**Stored data entries**:
= Beginning of Section =

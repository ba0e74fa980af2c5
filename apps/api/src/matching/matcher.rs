//! Match pipeline: orchestrates a full requirement-to-ranking run.
//!
//! Flow: parse_requirement → find_candidates (LLM search, else catalog) →
//!       pre_filter → scorer.score → truncate to the configured limit.
//!
//! No step fails on LLM trouble; each one degrades to its local heuristic and
//! records where its output came from.

use serde::Serialize;
use tracing::info;

use crate::errors::AppError;
use crate::llm_client::LlmClient;
use crate::matching::catalog::{find_candidates, CompanyCatalog};
use crate::matching::requirement_parser::{parse_requirement, ParsedRequirement};
use crate::matching::scoring::{pre_filter, CompanyScorer};
use crate::models::company::MatchedCompany;
use crate::models::Source;

#[derive(Debug, Clone, Serialize)]
pub struct MatchOutcome {
    pub requirement: ParsedRequirement,
    pub candidate_source: Source,
    /// Candidates that survived pre-filtering, before truncation.
    pub total_matched: usize,
    pub matches: Vec<MatchedCompany>,
}

pub async fn run_match(
    requirement_text: &str,
    llm: &LlmClient,
    catalog: &CompanyCatalog,
    scorer: &dyn CompanyScorer,
    limit: usize,
) -> Result<MatchOutcome, AppError> {
    let requirement = parse_requirement(requirement_text, llm).await;

    let (companies, candidate_source) = find_candidates(&requirement.profile, llm, catalog).await;
    let candidates = pre_filter(&requirement.profile, &companies);
    info!(
        "Pre-filter kept {}/{} candidates",
        candidates.len(),
        companies.len()
    );

    let mut matches = scorer.score(&requirement.profile, &candidates).await?;
    let total_matched = matches.len();
    matches.truncate(limit);

    info!(
        "Match run complete: {} returned of {} (scorer={}, candidates={:?})",
        matches.len(),
        total_matched,
        scorer.backend(),
        candidate_source
    );

    Ok(MatchOutcome {
        requirement,
        candidate_source,
        total_matched,
        matches,
    })
}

= End of Section =

**What is being asked**: For each record above, output it exactly as written.

**Result**:
repository ba0e74fa980af2c5
filename apps/api/src/matching/matcher.rs
//! Match pipeline: orchestrates a full requirement-to-ranking run.
//!
//! Flow: parse_requirement → find_candidates (LLM search, else catalog) →
//!       pre_filter → scorer.score → truncate to the configured limit.
//!
//! No step fails on LLM trouble; each one degrades to its local heuristic and
//! records where its output came from.

use serde::Serialize;
use tracing::info;

use crate::errors::AppError;
use crate::llm_client::LlmClient;
use crate::matching::catalog::{find_candidates, CompanyCatalog};
use crate::matching::requirement_parser::{parse_requirement, ParsedRequirement};
use crate::matching::scoring::{pre_filter, CompanyScorer};
use crate::models::company::MatchedCompany;
use crate::models::Source;

#[derive(Debug, Clone, Serialize)]
pub struct MatchOutcome {
    pub requirement: ParsedRequirement,
    pub candidate_source: Source,
    /// Candidates that survived pre-filtering, before truncation.
    pub total_matched: usize,
    pub matches: Vec<MatchedCompany>,
}

pub async fn run_match(
    requirement_text: &str,
    llm: &LlmClient,
    catalog: &CompanyCatalog,
    scorer: &dyn CompanyScorer,
    limit: usize,
) -> Result<MatchOutcome, AppError> {
    let requirement = parse_requirement(requirement_text, llm).await;

    let (companies, candidate_source) = find_candidates(&requirement.profile, llm, catalog).await;
    let candidates = pre_filter(&requirement.profile, &companies);
    info!(
        "Pre-filter kept {}/{} candidates",
        candidates.len(),
        companies.len()
    );

    let mut matches = scorer.score(&requirement.profile, &candidates).await?;
    let total_matched = matches.len();
    matches.truncate(limit);

    info!(
        "Match run complete: {} returned of {} (scorer={}, candidates={:?})",
        matches.len(),
        total_matched,
        scorer.backend(),
        candidate_source
    );

    Ok(MatchOutcome {
        requirement,
        candidate_source,
        total_matched,
        matches,
    })
}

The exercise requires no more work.